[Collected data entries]
>>>>>

// Copyright (c) 2025 Soumyadip Sarkar.
// All rights reserved.
//
// This source code is licensed under the license found in the
// LICENSE file in the root directory of this source tree.

use anyhow::{Context, Result};
use chrono::NaiveDate;
use comfy_table::{presets::UTF8_FULL, Cell, Table};
use rusqlite::types::Type;
use rusqlite::{params, Connection, Row};
use rust_decimal::Decimal;
use serde::de::DeserializeOwned;
use std::str::FromStr;

use crate::models::Id;
use crate::schedule::{Frequency, Schedule};

pub fn parse_date(s: &str) -> Result<NaiveDate> {
    NaiveDate::parse_from_str(s.trim(), "%Y-%m-%d")
        .with_context(|| format!("Invalid date '{}', expected YYYY-MM-DD", s))
}

pub fn parse_decimal(s: &str) -> Result<Decimal> {
    s.trim()
        .parse::<Decimal>()
        .with_context(|| format!("Invalid decimal '{}'", s))
}

pub fn fmt_money(d: &Decimal) -> String {
    format!("{:.2}", d.round_dp(2))
}

pub fn pretty_table(headers: &[&str], rows: Vec<Vec<String>>) -> Table {
    let mut t = Table::new();
    t.load_preset(UTF8_FULL);
    t.set_header(headers.iter().map(|h| Cell::new(*h)));
    for r in rows {
        t.add_row(r.into_iter().map(Cell::new));
    }
    t
}

pub fn maybe_print_json<T: serde::Serialize>(json_flag: bool, v: &T) -> Result<bool> {
    if json_flag {
        println!("{}", serde_json::to_string_pretty(v)?);
        return Ok(true);
    }
    Ok(false)
}

/// A required argument; clap enforces presence, this keeps the handlers free of unwraps.
pub fn arg<'a>(m: &'a clap::ArgMatches, name: &str) -> Result<&'a String> {
    m.get_one::<String>(name)
        .with_context(|| format!("Missing argument '{}'", name))
}

pub fn opt_arg<'a>(m: &'a clap::ArgMatches, name: &str) -> Option<&'a str> {
    m.get_one::<String>(name).map(String::as_str)
}

pub fn id_arg(m: &clap::ArgMatches, name: &str) -> Result<Id> {
    m.get_one::<Id>(name)
        .copied()
        .with_context(|| format!("Missing argument '{}'", name))
}

pub fn opt_parsed<T>(m: &clap::ArgMatches, name: &str) -> Result<Option<T>>
where
    T: FromStr,
    T::Err: std::error::Error + Send + Sync + 'static,
{
    opt_arg(m, name).map(|s| s.parse::<T>()).transpose().map_err(Into::into)
}

pub fn opt_date(m: &clap::ArgMatches, name: &str) -> Result<Option<NaiveDate>> {
    opt_arg(m, name).map(parse_date).transpose()
}

pub fn opt_decimal(m: &clap::ArgMatches, name: &str) -> Result<Option<Decimal>> {
    opt_arg(m, name).map(parse_decimal).transpose()
}

/// Reads `--every/--interval` into a schedule, `None` when `--every` is absent.
pub fn schedule_from(m: &clap::ArgMatches) -> Result<Option<Schedule>> {
    let Some(every) = opt_arg(m, "every") else {
        return Ok(None);
    };
    let frequency: Frequency = every.parse()?;
    let interval = m.get_one::<u32>("interval").copied().unwrap_or(1);
    Ok(Some(Schedule::new(frequency, interval)?))
}

pub fn id_for_account(conn: &Connection, owner: &str, name: &str) -> Result<Id> {
    let name = name.trim();
    if let Ok(id) = name.parse::<Id>() {
        return Ok(id);
    }
    let mut stmt = conn.prepare("SELECT id FROM accounts WHERE owner=?1 AND name=?2")?;
    let id: Id = stmt
        .query_row(params![owner, name], |r| r.get(0))
        .with_context(|| format!("Account '{}' not found", name))?;
    Ok(id)
}

fn conversion_error<E>(idx: usize, err: E) -> rusqlite::Error
where
    E: std::error::Error + Send + Sync + 'static,
{
    rusqlite::Error::FromSqlConversionFailure(idx, Type::Text, Box::new(err))
}

/// Reads a TEXT column holding an exact decimal.
pub fn decimal_at(r: &Row<'_>, idx: usize) -> rusqlite::Result<Decimal> {
    let raw: String = r.get(idx)?;
    raw.parse::<Decimal>().map_err(|e| conversion_error(idx, e))
}

pub fn opt_decimal_at(r: &Row<'_>, idx: usize) -> rusqlite::Result<Option<Decimal>> {
    let raw: Option<String> = r.get(idx)?;
    raw.map(|s| s.parse::<Decimal>().map_err(|e| conversion_error(idx, e)))
        .transpose()
}

/// Reads a TEXT column through the type's `FromStr`.
pub fn parse_at<T>(r: &Row<'_>, idx: usize) -> rusqlite::Result<T>
where
    T: FromStr,
    T::Err: std::error::Error + Send + Sync + 'static,
{
    let raw: String = r.get(idx)?;
    raw.parse::<T>().map_err(|e| conversion_error(idx, e))
}

pub fn opt_parse_at<T>(r: &Row<'_>, idx: usize) -> rusqlite::Result<Option<T>>
where
    T: FromStr,
    T::Err: std::error::Error + Send + Sync + 'static,
{
    let raw: Option<String> = r.get(idx)?;
    raw.map(|s| s.parse::<T>().map_err(|e| conversion_error(idx, e)))
        .transpose()
}

pub fn json_at<T: DeserializeOwned>(r: &Row<'_>, idx: usize) -> rusqlite::Result<T> {
    let raw: String = r.get(idx)?;
    serde_json::from_str(&raw).map_err(|e| conversion_error(idx, e))
}

pub fn opt_json_at<T: DeserializeOwned>(r: &Row<'_>, idx: usize) -> rusqlite::Result<Option<T>> {
    let raw: Option<String> = r.get(idx)?;
    raw.map(|s| serde_json::from_str(&s).map_err(|e| conversion_error(idx, e)))
        .transpose()
}
// Copyright (c) 2025 Soumyadip Sarkar.
// All rights reserved.
//
// This source code is licensed under the license found in the
// LICENSE file in the root directory of this source tree.

//! Bills, bill payments and reminder scheduling. Bill status is never stored; it is
//! projected from `(paid_amount, amount, due_date, today)` on read.

use chrono::{Days, NaiveDate};
use rusqlite::{params, Connection, OptionalExtension, Row};
use rust_decimal::Decimal;
use serde::Serialize;
use serde_json::json;

use crate::db::UnitOfWork;
use crate::engine::accounts::get_account;
use crate::engine::liabilities::map_payment;
use crate::engine::transactions::{insert_transaction, Links, TransactionDraft};
use crate::error::{LedgerError, Result};
use crate::models::{
    Bill, BillStatus, Category, Id, PaymentRecord, RecurringPattern, Transaction, TransactionType,
};
use crate::sinks::{
    AuditAction, EntityKind, EntityRef, Notification, NotificationKind, Priority,
};
use crate::utils::{decimal_at, json_at, opt_json_at, parse_at};

const BILL_COLUMNS: &str = "id, owner, name, amount, category, due_date, recurring, reminder_days, paid_amount, previous_bill_id, is_active, version, created_at";

#[derive(Debug, Clone)]
pub struct NewBill {
    pub name: String,
    pub amount: Decimal,
    pub category: Category,
    pub due_date: NaiveDate,
    pub recurring: Option<RecurringPattern>,
    /// Days before the due date on which to remind.
    pub reminder_days: Vec<u32>,
}

#[derive(Debug, Clone)]
pub struct BillPaymentRequest {
    pub account_id: Id,
    /// Defaults to the outstanding balance.
    pub amount: Option<Decimal>,
    pub date: Option<NaiveDate>,
}

#[derive(Debug, Clone, Serialize)]
pub struct BillPayment {
    pub bill: Bill,
    pub transaction: Transaction,
    pub payment: PaymentRecord,
    pub successor: Option<Bill>,
}

#[derive(Debug, Clone, Serialize)]
pub struct SentReminder {
    pub bill_id: Id,
    pub remind_on: NaiveDate,
    pub notification: Notification,
}

fn map_bill(r: &Row<'_>) -> rusqlite::Result<Bill> {
    Ok(Bill {
        id: r.get(0)?,
        owner: r.get(1)?,
        name: r.get(2)?,
        amount: decimal_at(r, 3)?,
        category: parse_at(r, 4)?,
        due_date: r.get(5)?,
        recurring: opt_json_at(r, 6)?,
        reminder_days: json_at(r, 7)?,
        paid_amount: decimal_at(r, 8)?,
        previous_bill_id: r.get(9)?,
        is_active: r.get(10)?,
        version: r.get(11)?,
        created_at: r.get(12)?,
    })
}

pub fn create_bill(uow: &mut UnitOfWork<'_>, owner: &str, new: NewBill) -> Result<Bill> {
    let name = new.name.trim();
    if name.is_empty() {
        return Err(LedgerError::invalid("bill name is required"));
    }
    if new.amount <= Decimal::ZERO {
        return Err(LedgerError::invalid("bill amount must be greater than zero"));
    }
    if !new.category.is_expense() {
        return Err(LedgerError::invalid(format!(
            "'{}' is not an expense category",
            new.category
        )));
    }
    if let Some(pattern) = &new.recurring {
        if pattern.end_date.is_some_and(|end| end < new.due_date) {
            return Err(LedgerError::invalid("recurrence ends before the first due date"));
        }
    }
    let recurring = new.recurring.map(|pattern| RecurringPattern {
        schedule: pattern.schedule.anchored_at(new.due_date),
        ..pattern
    });
    insert_bill(
        uow,
        owner,
        name,
        new.amount,
        new.category,
        new.due_date,
        recurring.as_ref(),
        &new.reminder_days,
        None,
    )
}

#[allow(clippy::too_many_arguments)]
fn insert_bill(
    uow: &mut UnitOfWork<'_>,
    owner: &str,
    name: &str,
    amount: Decimal,
    category: Category,
    due_date: NaiveDate,
    recurring: Option<&RecurringPattern>,
    reminder_days: &[u32],
    previous_bill_id: Option<Id>,
) -> Result<Bill> {
    let mut days = reminder_days.to_vec();
    days.sort_unstable_by(|a, b| b.cmp(a));
    days.dedup();
    uow.execute(
        "INSERT INTO bills(owner, name, amount, category, due_date, recurring, reminder_days, paid_amount,
             previous_bill_id, is_active, version, created_at)
         VALUES (?1, ?2, ?3, ?4, ?5, ?6, ?7, '0', ?8, 1, 0, ?9)",
        params![
            owner,
            name,
            amount.to_string(),
            category.as_str(),
            due_date,
            recurring.map(serde_json::to_string).transpose()?,
            serde_json::to_string(&days)?,
            previous_bill_id,
            uow.now()
        ],
    )?;
    let id = uow.last_insert_rowid();
    schedule_reminders(uow, id, due_date, &days)?;
    uow.audit(
        owner,
        AuditAction::BillCreated,
        EntityRef::new(EntityKind::Bill, id),
        json!({ "name": name, "amount": amount, "due_date": due_date, "previous_bill_id": previous_bill_id }),
    );
    tracing::info!(owner, bill_id = id, %due_date, "bill created");
    get_bill(uow, owner, id)
}

fn schedule_reminders(
    conn: &Connection,
    bill_id: Id,
    due_date: NaiveDate,
    days: &[u32],
) -> Result<()> {
    for d in days {
        let Some(remind_on) = due_date.checked_sub_days(Days::new(u64::from(*d))) else {
            continue;
        };
        conn.execute(
            "INSERT OR IGNORE INTO bill_reminders(bill_id, remind_on) VALUES (?1, ?2)",
            params![bill_id, remind_on],
        )?;
    }
    Ok(())
}

pub fn get_bill(conn: &Connection, owner: &str, id: Id) -> Result<Bill> {
    let sql = format!("SELECT {} FROM bills WHERE id=?1", BILL_COLUMNS);
    match conn.query_row(&sql, params![id], map_bill).optional()? {
        Some(b) if b.owner == owner => Ok(b),
        _ => Err(LedgerError::not_found("bill", id)),
    }
}

pub fn list_bills(conn: &Connection, owner: &str) -> Result<Vec<Bill>> {
    let sql = format!(
        "SELECT {} FROM bills WHERE owner=?1 ORDER BY due_date, id",
        BILL_COLUMNS
    );
    let mut stmt = conn.prepare(&sql)?;
    let rows = stmt.query_map(params![owner], map_bill)?;
    let mut data = Vec::new();
    for row in rows {
        data.push(row?);
    }
    Ok(data)
}

pub fn bill_payments(conn: &Connection, owner: &str, id: Id) -> Result<Vec<PaymentRecord>> {
    get_bill(conn, owner, id)?;
    let mut stmt = conn.prepare(
        "SELECT id, bill_id, transaction_id, account_id, amount, date, created_at
         FROM bill_payments WHERE bill_id=?1 ORDER BY id",
    )?;
    let rows = stmt.query_map(params![id], map_payment)?;
    let mut data = Vec::new();
    for row in rows {
        data.push(row?);
    }
    Ok(data)
}

/// Unpaid active bills due on or before `today + within_days`, overdue ones included.
pub fn upcoming_bills(
    conn: &Connection,
    owner: &str,
    today: NaiveDate,
    within_days: u32,
) -> Result<Vec<Bill>> {
    let horizon = today
        .checked_add_days(Days::new(u64::from(within_days)))
        .unwrap_or(NaiveDate::MAX);
    Ok(list_bills(conn, owner)?
        .into_iter()
        .filter(|b| b.is_active && b.due_date <= horizon && b.status(today) != BillStatus::Paid)
        .collect())
}

pub fn mark_bill_as_paid(
    uow: &mut UnitOfWork<'_>,
    owner: &str,
    bill_id: Id,
    req: BillPaymentRequest,
) -> Result<BillPayment> {
    let bill = get_bill(uow, owner, bill_id)?;
    if !bill.is_active {
        return Err(LedgerError::invalid(format!("bill '{}' is inactive", bill.name)));
    }
    let outstanding = bill.outstanding();
    let amount = req.amount.unwrap_or(outstanding);
    if outstanding.is_zero() || amount > outstanding {
        return Err(LedgerError::Overpayment {
            attempted: amount,
            remaining: outstanding,
        });
    }
    if amount <= Decimal::ZERO {
        return Err(LedgerError::invalid("payment amount must be greater than zero"));
    }
    let account = get_account(uow, owner, req.account_id)?;
    if account.balance < amount {
        return Err(LedgerError::InsufficientBalance {
            account_id: account.id,
            available: account.balance,
            required: amount,
        });
    }

    let date = req.date.unwrap_or_else(|| uow.today());
    let draft = TransactionDraft::new(TransactionType::Expense, req.account_id, amount, date)
        .category(bill.category)
        .description(format!("Bill: {}", bill.name));
    let transaction = insert_transaction(
        uow,
        owner,
        draft,
        Links {
            bill_id: Some(bill_id),
            ..Links::default()
        },
    )?;
    uow.execute(
        "INSERT INTO bill_payments(bill_id, transaction_id, account_id, amount, date, created_at)
         VALUES (?1, ?2, ?3, ?4, ?5, ?6)",
        params![
            bill_id,
            transaction.id,
            req.account_id,
            amount.to_string(),
            date,
            uow.now()
        ],
    )?;
    let payment_id = uow.last_insert_rowid();

    let paid = bill.paid_amount + amount;
    let changed = uow.execute(
        "UPDATE bills SET paid_amount=?1, version=version+1 WHERE id=?2 AND version=?3",
        params![paid.to_string(), bill_id, bill.version],
    )?;
    if changed != 1 {
        return Err(LedgerError::Conflict(format!("bill {}", bill_id)));
    }
    let updated = get_bill(uow, owner, bill_id)?;

    let mut successor = None;
    if updated.status(uow.today()) == BillStatus::Paid {
        uow.notify(Notification::new(
            owner,
            NotificationKind::BillPaid,
            Priority::Low,
            format!("Bill '{}' paid in full", updated.name),
            Some(EntityRef::new(EntityKind::Bill, bill_id)),
        ));
        if let Some(pattern) = &updated.recurring {
            let next_due = pattern.schedule.advance(updated.due_date)?;
            if pattern.end_date.is_some_and(|end| next_due > end) {
                tracing::debug!(bill_id, %next_due, "recurrence ended, no successor bill");
            } else {
                successor = Some(insert_bill(
                    uow,
                    owner,
                    &updated.name,
                    updated.amount,
                    updated.category,
                    next_due,
                    Some(pattern),
                    &updated.reminder_days,
                    Some(bill_id),
                )?);
            }
        }
    }

    uow.audit(
        owner,
        AuditAction::BillPayment,
        EntityRef::new(EntityKind::Bill, bill_id),
        json!({
            "amount": amount,
            "account_id": req.account_id,
            "transaction_id": transaction.id,
            "paid_amount": { "before": bill.paid_amount, "after": updated.paid_amount },
            "successor_id": successor.as_ref().map(|b| b.id),
        }),
    );
    tracing::info!(owner, bill_id, amount = %amount, "bill payment recorded");

    let payment = PaymentRecord {
        id: payment_id,
        parent_id: bill_id,
        transaction_id: transaction.id,
        account_id: req.account_id,
        amount,
        date,
        created_at: uow.now(),
    };
    Ok(BillPayment {
        bill: updated,
        transaction,
        payment,
        successor,
    })
}

/// Sends every reminder that has come due for an unpaid bill and marks it sent.
pub fn dispatch_due_reminders(uow: &mut UnitOfWork<'_>, owner: &str) -> Result<Vec<SentReminder>> {
    let today = uow.today();
    let due: Vec<(Id, Id, NaiveDate)> = {
        let mut stmt = uow.prepare(
            "SELECT r.id, r.bill_id, r.remind_on FROM bill_reminders r
             JOIN bills b ON b.id = r.bill_id
             WHERE b.owner=?1 AND b.is_active=1 AND r.sent_at IS NULL AND r.remind_on<=?2
             ORDER BY r.remind_on, r.id",
        )?;
        let rows = stmt.query_map(params![owner, today], |r| {
            Ok((r.get(0)?, r.get(1)?, r.get(2)?))
        })?;
        let mut data = Vec::new();
        for row in rows {
            data.push(row?);
        }
        data
    };

    let mut sent = Vec::new();
    for (reminder_id, bill_id, remind_on) in due {
        let bill = get_bill(uow, owner, bill_id)?;
        let status = bill.status(today);
        if status == BillStatus::Paid {
            continue;
        }
        let priority = if status == BillStatus::Overdue {
            Priority::High
        } else {
            Priority::Medium
        };
        let notification = Notification::new(
            owner,
            NotificationKind::BillReminder,
            priority,
            format!(
                "Bill '{}' of {} is due on {} ({} outstanding)",
                bill.name,
                bill.amount,
                bill.due_date,
                bill.outstanding()
            ),
            Some(EntityRef::new(EntityKind::Bill, bill_id)),
        );
        uow.execute(
            "UPDATE bill_reminders SET sent_at=?1 WHERE id=?2",
            params![uow.now(), reminder_id],
        )?;
        uow.notify(notification.clone());
        sent.push(SentReminder {
            bill_id,
            remind_on,
            notification,
        });
    }
    Ok(sent)
}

<<<<<

▶ What the exercise asks:
Your answer should be all lines from the data that contain "SELECT".

▶ Answer to the problem:
    let mut stmt = conn.prepare("SELECT id FROM accounts WHERE owner=?1 AND name=?2")?;
    let sql = format!("SELECT {} FROM bills WHERE id=?1", BILL_COLUMNS);
        "SELECT {} FROM bills WHERE owner=?1 ORDER BY due_date, id",
        "SELECT id, bill_id, transaction_id, account_id, amount, date, created_at
            "SELECT r.id, r.bill_id, r.remind_on FROM bill_reminders r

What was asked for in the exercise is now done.